*INSTRUCTIONS FOR THE TASK:* Each line of the data below that contains "TraceLayer" must be copied.

(Records contained in a dataset)
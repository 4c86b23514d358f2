//! Errors

use core::fmt;

#[derive(Debug, Copy, Clone, PartialEq, Eq)]
#[cfg_attr(feature = "defmt", derive(defmt::Format))]
pub enum Error {
    /// Zero, negative or non-finite frequency, or a config field out of range
    InvalidArgument,
    /// Requested frequency can't be reached within the divider ranges
    OutOfRange,
    /// Neither integer nor fractional mode produced a setting
    Fail,
    /// Operation not allowed in the current PLL state
    InvalidOperation,
    /// PLL did not lock within the expected time
    Timeout,
    /// Register layer reported an error
    Backend,
}

impl fmt::Display for Error {
    fn fmt(&self, f: &mut fmt::Formatter<'_>) -> fmt::Result {
        let s = match self {
            Error::InvalidArgument => "invalid argument",
            Error::OutOfRange => "out of range",
            Error::Fail => "no divider setting found",
            Error::InvalidOperation => "invalid operation",
            Error::Timeout => "PLL lock timeout",
            Error::Backend => "register backend error",
        };
        f.write_str(s)
    }
}
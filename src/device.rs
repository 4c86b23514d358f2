///! System PLL handle

use embedded_hal::blocking::delay::DelayUs;

use crate::config::*;
use crate::errors::*;


/// Register level access to one System PLL instance.
///
/// Implemented by the chip support layer. Every method maps to a single
/// register field or power-control call, sequencing lives in [`SysPll`].
pub trait SysPllBackend {
    type Error;

    /// Switches the PLL power domain
    fn set_powered(&mut self, on: bool) -> Result<(), Self::Error>;

    /// Current power domain state
    fn is_powered(&mut self) -> Result<bool, Self::Error>;

    /// True when the regulator feeding the PLL is forced active
    fn regulator_ready(&mut self) -> Result<bool, Self::Error>;

    /// Releases (or asserts) the PLL power-down bit
    fn set_enabled(&mut self, on: bool) -> Result<(), Self::Error>;

    /// Writes divider, mode and reference select fields
    fn write_config(&mut self, config: &SysPllConfig) -> Result<(), Self::Error>;

    /// Lock status bit
    fn is_locked(&mut self) -> Result<bool, Self::Error>;

    /// Routes the reference clock straight to the output
    fn set_bypass(&mut self, bypass: bool) -> Result<(), Self::Error>;
}


/// System PLL
pub struct SysPll<B> {
    backend: B,
    enabled: bool,
    config: Option<SysPllConfig>,
}


impl<B> SysPll<B>
where B: SysPllBackend,
{
    /// Takes the PLL and powers it up (unconfigured, disabled).
    pub fn new(mut backend: B) -> Result<Self, Error> {
        backend.set_powered(true).map_err(|_| Error::Backend)?;
        debug!("syspll: powered up");
        Ok(SysPll { backend, enabled: false, config: None })
    }

    /// Disables and powers down the PLL, returns the backend.
    pub fn release(mut self) -> Result<B, Error> {
        if self.enabled {
            self.disable()?;
        }
        if self.backend.is_powered().map_err(|_| Error::Backend)? {
            self.backend.set_powered(false).map_err(|_| Error::Backend)?;
        }
        debug!("syspll: released");
        Ok(self.backend)
    }

    pub fn is_enabled(self: &Self) -> bool {
        self.enabled
    }

    /// Last configuration written with [`SysPll::configure`]
    pub fn config(self: &Self) -> Option<&SysPllConfig> {
        self.config.as_ref()
    }

    /// Starts the PLL.
    ///
    /// The regulator must already be forced active, the PLL does not lock
    /// reliably otherwise.
    pub fn enable(self: &mut Self) -> Result<(), Error> {
        if self.enabled {
            return Ok(());
        }
        if !self.backend.regulator_ready().map_err(|_| Error::Backend)? {
            warn!("syspll: regulator not active, not enabling");
            return Err(Error::InvalidOperation);
        }
        self.backend.set_enabled(true).map_err(|_| Error::Backend)?;
        self.enabled = true;
        Ok(())
    }

    /// Stops the PLL.
    pub fn disable(self: &mut Self) -> Result<(), Error> {
        self.backend.set_enabled(false).map_err(|_| Error::Backend)?;
        self.enabled = false;
        Ok(())
    }

    /// Writes a new configuration. Only allowed while disabled.
    pub fn configure(self: &mut Self, config: &SysPllConfig) -> Result<(), Error> {
        if self.enabled {
            return Err(Error::InvalidOperation);
        }
        config.validate()?;
        self.backend.write_config(config).map_err(|_| Error::Backend)?;
        self.config = Some(*config);
        Ok(())
    }

    /// Reads the lock status bit.
    pub fn lock_read(self: &mut Self) -> Result<bool, Error> {
        self.backend.is_locked().map_err(|_| Error::Backend)
    }

    /// Non-blocking lock check, `WouldBlock` until the PLL locks.
    pub fn lock_status(self: &mut Self) -> nb::Result<(), Error> {
        if !self.enabled {
            return Err(nb::Error::Other(Error::InvalidOperation));
        }
        if self.lock_read()? {
            Ok(())
        } else {
            Err(nb::Error::WouldBlock)
        }
    }

    /// Waits for lock, up to the worst case lock time of the current config.
    /// Blocking call.
    pub fn lock_wait<Delay>(self: &mut Self, delay: &mut Delay) -> Result<(), Error>
    where Delay: DelayUs<u16>,
    {
        let timeout_us = match (self.enabled, self.config.as_ref()) {
            (true, Some(config)) => config.lock_timeout_us(),
            _ => return Err(Error::InvalidOperation),
        };

        for _ in 0 .. timeout_us {
            match self.lock_status() {
                Ok(()) => return Ok(()),
                Err(nb::Error::WouldBlock) => delay.delay_us(1),
                Err(nb::Error::Other(e)) => return Err(e),
            }
        }

        match self.lock_status() {
            Ok(()) => Ok(()),
            Err(nb::Error::WouldBlock) => {
                warn!("syspll: no lock after {} us", timeout_us);
                Err(Error::Timeout)
            }
            Err(nb::Error::Other(e)) => Err(e),
        }
    }

    /// Passes the reference clock through instead of the PLL output.
    pub fn set_bypass(self: &mut Self, bypass: bool) -> Result<(), Error> {
        self.backend.set_bypass(bypass).map_err(|_| Error::Backend)
    }
}
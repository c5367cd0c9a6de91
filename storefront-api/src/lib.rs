use axum::{http::Method, routing::get, Json, Router};
use serde_json::{json, Value};
use tower_http::cors::CorsLayer;
use tower_http::trace::TraceLayer;

pub mod bundles;
pub mod cart;
pub mod error;
pub mod state;

pub use state::AppState;

pub fn app(state: AppState) -> Router {
    let cors = CorsLayer::new()
        .allow_origin(tower_http::cors::Any)
        .allow_methods([Method::GET, Method::POST, Method::DELETE, Method::OPTIONS])
        .allow_headers([
            axum::http::header::CONTENT_TYPE,
            axum::http::HeaderName::from_static(state::SESSION_HEADER),
        ]);

    Router::new()
        .route("/health", get(health))
        .merge(bundles::routes())
        .merge(cart::routes())
        .layer(cors)
        .layer(TraceLayer::new_for_http())
        .with_state(state)
}

async fn health() -> Json<Value> {
    Json(json!({ "status": "ok" }))
}
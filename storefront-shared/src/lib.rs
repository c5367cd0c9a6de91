pub mod money;

pub use money::Amount;

/// Commerce backend product identifier, shared as the join key between
/// cart lines and locally cached bundle detail.
pub type ProductId = u64;
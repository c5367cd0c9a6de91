pub mod models;
pub mod reconciler;
pub mod service;

pub use models::{
    AuthoritativeLine, BundleDetail, BundleLineState, LifecycleError, LineEvent, RenderableLine,
};
pub use reconciler::CartReconciler;
pub use service::{AddToCartRequest, BundleCart, CartView};
use serde::{Deserialize, Serialize};
use storefront_catalog::{BundleItemSpec, PricingMode};
use storefront_shared::{money, Amount, ProductId};
use storefront_store::StoredBundleData;

/// A cart line as reported by the commerce backend. Read, never written.
#[derive(Debug, Clone, Serialize, Deserialize, PartialEq)]
#[serde(rename_all = "camelCase")]
pub struct AuthoritativeLine {
    pub product_id: ProductId,
    pub quantity: i32,
    #[serde(with = "money::amount")]
    pub charged_total: Amount,
    #[serde(default, skip_serializing_if = "Option::is_none")]
    pub name: Option<String>,
}

/// Lifecycle of a bundle cart line
#[derive(Debug, Clone, Copy, Serialize, Deserialize, PartialEq, Eq)]
#[serde(rename_all = "SCREAMING_SNAKE_CASE")]
pub enum BundleLineState {
    /// Being configured, nothing persisted
    Draft,
    /// Validated, priced, sent to the backend and cached
    Added,
    /// Cached detail agrees with the backend line
    Reconciled,
    /// Cached detail disagrees with the backend line
    Stale,
    /// No cached detail
    Evicted,
}

#[derive(Debug, Clone, Copy, PartialEq, Eq)]
pub enum LineEvent {
    Added,
    Matched,
    Diverged,
    Evicted,
}

#[derive(Debug, thiserror::Error)]
pub enum LifecycleError {
    #[error("Invalid line transition from {from:?} on {event:?}")]
    InvalidTransition {
        from: BundleLineState,
        event: LineEvent,
    },
}

impl BundleLineState {
    pub fn apply(self, event: LineEvent) -> Result<Self, LifecycleError> {
        use BundleLineState::*;

        let next = match (self, event) {
            (Draft | Evicted, LineEvent::Added) => Added,
            (Added | Reconciled | Stale, LineEvent::Matched) => Reconciled,
            (Added | Reconciled | Stale, LineEvent::Diverged) => Stale,
            (Added | Reconciled | Stale, LineEvent::Evicted) => Evicted,
            (from, event) => return Err(LifecycleError::InvalidTransition { from, event }),
        };
        Ok(next)
    }

    /// Whether cached detail may be shown for a line in this state
    pub fn shows_detail(self) -> bool {
        self == BundleLineState::Reconciled
    }
}

/// Cached bundle breakdown, only attached to reconciled lines
#[derive(Debug, Clone, Serialize, Deserialize, PartialEq)]
#[serde(rename_all = "camelCase")]
pub struct BundleDetail {
    pub pricing_mode: PricingMode,
    pub items: Vec<BundleItemSpec>,
    pub free_items: Vec<BundleItemSpec>,
    pub required_items_total: Option<Amount>,
    pub addon_items_total: Option<Amount>,
    pub box_price: Option<Amount>,
    pub fixed_price: Option<Amount>,
    pub products_total: Option<Amount>,
    /// Total computed when the bundle was added. Display uses the charged total.
    pub bundle_total: Amount,
}

impl From<StoredBundleData> for BundleDetail {
    fn from(data: StoredBundleData) -> Self {
        let (free_items, items): (Vec<_>, Vec<_>) =
            data.bundle_items.into_iter().partition(|item| item.is_free);

        Self {
            pricing_mode: data.pricing_mode,
            items,
            free_items,
            required_items_total: data.required_items_total,
            addon_items_total: data.addon_items_total,
            box_price: data.box_price,
            fixed_price: data.fixed_price,
            products_total: data.products_total,
            bundle_total: data.bundle_total,
        }
    }
}

/// A cart line ready for display
#[derive(Debug, Clone, Serialize, Deserialize, PartialEq)]
#[serde(rename_all = "camelCase")]
pub struct RenderableLine {
    pub product_id: ProductId,
    #[serde(default, skip_serializing_if = "Option::is_none")]
    pub name: Option<String>,
    pub quantity: i32,
    /// Always the backend's figure
    #[serde(with = "money::amount")]
    pub charged_total: Amount,
    pub state: BundleLineState,
    #[serde(default, skip_serializing_if = "Option::is_none")]
    pub bundle: Option<BundleDetail>,
}

impl RenderableLine {
    /// Authoritative data only, no bundle breakdown
    pub fn minimal(line: &AuthoritativeLine, state: BundleLineState) -> Self {
        Self {
            product_id: line.product_id,
            name: line.name.clone(),
            quantity: line.quantity,
            charged_total: line.charged_total,
            state,
            bundle: None,
        }
    }

    pub fn enriched(line: &AuthoritativeLine, data: StoredBundleData) -> Self {
        Self {
            bundle: Some(data.into()),
            ..Self::minimal(line, BundleLineState::Reconciled)
        }
    }

    pub fn is_enriched(&self) -> bool {
        self.bundle.is_some()
    }
}

#[cfg(test)]
mod tests {
    use super::*;
    use rust_decimal::Decimal;

    #[test]
    fn test_line_lifecycle() {
        let state = BundleLineState::Draft.apply(LineEvent::Added).unwrap();
        assert_eq!(state, BundleLineState::Added);

        let state = state.apply(LineEvent::Matched).unwrap();
        assert_eq!(state, BundleLineState::Reconciled);

        let state = state.apply(LineEvent::Diverged).unwrap();
        assert_eq!(state, BundleLineState::Stale);

        let state = state.apply(LineEvent::Matched).unwrap();
        assert!(state.shows_detail());

        let state = state.apply(LineEvent::Evicted).unwrap();
        assert_eq!(state, BundleLineState::Evicted);

        // A new add starts the cycle again
        assert_eq!(state.apply(LineEvent::Added).unwrap(), BundleLineState::Added);
    }

    #[test]
    fn test_invalid_transitions() {
        assert!(BundleLineState::Draft.apply(LineEvent::Matched).is_err());
        assert!(BundleLineState::Draft.apply(LineEvent::Evicted).is_err());
        assert!(BundleLineState::Evicted.apply(LineEvent::Diverged).is_err());
        assert!(BundleLineState::Reconciled.apply(LineEvent::Added).is_err());
    }

    #[test]
    fn test_authoritative_line_accepts_string_total() {
        let line: AuthoritativeLine =
            serde_json::from_str(r#"{"productId": 9, "quantity": 2, "chargedTotal": "49.90"}"#).unwrap();
        assert_eq!(line.charged_total, Decimal::new(4990, 2));
        assert_eq!(line.name, None);

        let line: AuthoritativeLine =
            serde_json::from_str(r#"{"productId": 9, "quantity": 2, "chargedTotal": 49.9}"#).unwrap();
        assert_eq!(line.charged_total, Decimal::new(499, 1));
    }
}
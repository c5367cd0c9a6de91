use rust_decimal::{Decimal, RoundingStrategy};
use serde::{Deserialize, Serialize};
use storefront_shared::Amount;
use tracing::debug;

use crate::bundle::{
    validate_selection, BundleConfiguration, BundleItemSpec, ExtraItemChargingMethod, ItemRole,
    PricingMode, ValidationError,
};

/// Priced result for one bundle selection
#[derive(Debug, Clone, Serialize, Deserialize, PartialEq)]
#[serde(rename_all = "camelCase")]
pub struct PriceBreakdown {
    pub pricing_mode: PricingMode,
    /// Sum mode: value of paid required items. Fixed mode: their overflow charge.
    pub required_items_total: Amount,
    /// Sum mode: value of paid addon items. Fixed mode: their overflow charge.
    pub addon_items_total: Amount,
    /// Present in fixed mode only
    pub box_price: Option<Amount>,
    /// List value of every paid unit, whatever the mode
    pub products_total: Amount,
    /// Units charged beyond the included count
    pub overflow_items_count: i32,
    pub grand_total: Amount,
}

impl PriceBreakdown {
    /// What the customer saves against buying the paid items one by one.
    pub fn savings(&self) -> Amount {
        non_negative(self.products_total - self.grand_total)
    }
}

#[derive(Debug, Clone, Serialize, Deserialize)]
pub struct PricingConfig {
    /// Decimal places totals are rounded to
    pub decimal_places: u32,
}

impl Default for PricingConfig {
    fn default() -> Self {
        Self { decimal_places: 2 }
    }
}

/// Bundle pricing across sum and fixed modes
#[derive(Debug, Clone, Default)]
pub struct PricingEngine {
    config: PricingConfig,
}

impl PricingEngine {
    pub fn new(config: PricingConfig) -> Self {
        Self { config }
    }

    /// Price `items` under `config`.
    ///
    /// Both the configuration and the selection are validated first; nothing is
    /// computed when either is rejected, or when a total leaves the decimal range.
    pub fn compute_total(
        &self,
        config: &BundleConfiguration,
        items: &[BundleItemSpec],
    ) -> Result<PriceBreakdown, ValidationError> {
        config.validate()?;
        validate_selection(config, items)?;

        let breakdown = match config.pricing_mode {
            PricingMode::Fixed => self.fixed_total(config, items)?,
            // Unknown was rejected by validate
            _ => self.sum_total(items)?,
        };

        debug!(
            mode = ?breakdown.pricing_mode,
            grand_total = %breakdown.grand_total,
            overflow = breakdown.overflow_items_count,
            "Bundle priced"
        );
        Ok(breakdown)
    }

    fn sum_total(&self, items: &[BundleItemSpec]) -> Result<PriceBreakdown, ValidationError> {
        let required = self.round(partition_value(items, ItemRole::Required)?);
        let addon = self.round(partition_value(items, ItemRole::Addon)?);
        let grand_total = checked_add(required, addon)?;

        Ok(PriceBreakdown {
            pricing_mode: PricingMode::Sum,
            required_items_total: required,
            addon_items_total: addon,
            box_price: None,
            products_total: grand_total,
            overflow_items_count: 0,
            grand_total,
        })
    }

    fn fixed_total(
        &self,
        config: &BundleConfiguration,
        items: &[BundleItemSpec],
    ) -> Result<PriceBreakdown, ValidationError> {
        let box_price = self.round(non_negative(config.box_price.unwrap_or_default()));
        let mut remaining_included = config.included_items_count.max(0);
        // Bounded by the selected quantity, which validate_selection keeps within i32
        let mut overflow_items_count = 0;
        let mut required = Decimal::ZERO;
        let mut addon = Decimal::ZERO;

        // Included slots are consumed in selection order; free units never take one
        for item in items {
            let quantity = item.chargeable_quantity();
            if quantity == 0 {
                continue;
            }

            let covered = remaining_included.min(quantity);
            remaining_included -= covered;
            let extra = quantity - covered;
            if extra == 0 {
                continue;
            }

            overflow_items_count += extra;
            let per_unit = match &config.extra_item_charging_method {
                ExtraItemChargingMethod::Flat { fee } => *fee,
                ExtraItemChargingMethod::UnitPrice => item.unit_price.unwrap_or_default(),
            };
            let charge = non_negative(checked_mul(per_unit, extra)?);

            match item.role {
                ItemRole::Required => required = checked_add(required, charge)?,
                ItemRole::Addon => addon = checked_add(addon, charge)?,
            }
        }

        let required = self.round(non_negative(required));
        let addon = self.round(non_negative(addon));
        let products_total = self.round(non_negative(checked_add(
            partition_value(items, ItemRole::Required)?,
            partition_value(items, ItemRole::Addon)?,
        )?));

        Ok(PriceBreakdown {
            pricing_mode: PricingMode::Fixed,
            required_items_total: required,
            addon_items_total: addon,
            box_price: Some(box_price),
            products_total,
            overflow_items_count,
            grand_total: checked_add(checked_add(box_price, required)?, addon)?,
        })
    }

    fn round(&self, amount: Amount) -> Amount {
        amount.round_dp_with_strategy(self.config.decimal_places, RoundingStrategy::MidpointAwayFromZero)
    }
}

/// Unit price times quantity over the paid items of one role, clamped at zero.
fn partition_value(items: &[BundleItemSpec], role: ItemRole) -> Result<Amount, ValidationError> {
    let total = items
        .iter()
        .filter(|item| item.role == role)
        .try_fold(Decimal::ZERO, |total, item| {
            let line = checked_mul(item.unit_price.unwrap_or_default(), item.chargeable_quantity())?;
            checked_add(total, line)
        })?;
    Ok(non_negative(total))
}

fn checked_mul(price: Amount, quantity: i32) -> Result<Amount, ValidationError> {
    price
        .checked_mul(Decimal::from(quantity))
        .ok_or(ValidationError::AmountOutOfRange)
}

fn checked_add(a: Amount, b: Amount) -> Result<Amount, ValidationError> {
    a.checked_add(b).ok_or(ValidationError::AmountOutOfRange)
}

fn non_negative(amount: Amount) -> Amount {
    amount.max(Decimal::ZERO)
}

*ANSWER SECTION:*
use tower_http::trace::TraceLayer;
        .layer(TraceLayer::new_for_http())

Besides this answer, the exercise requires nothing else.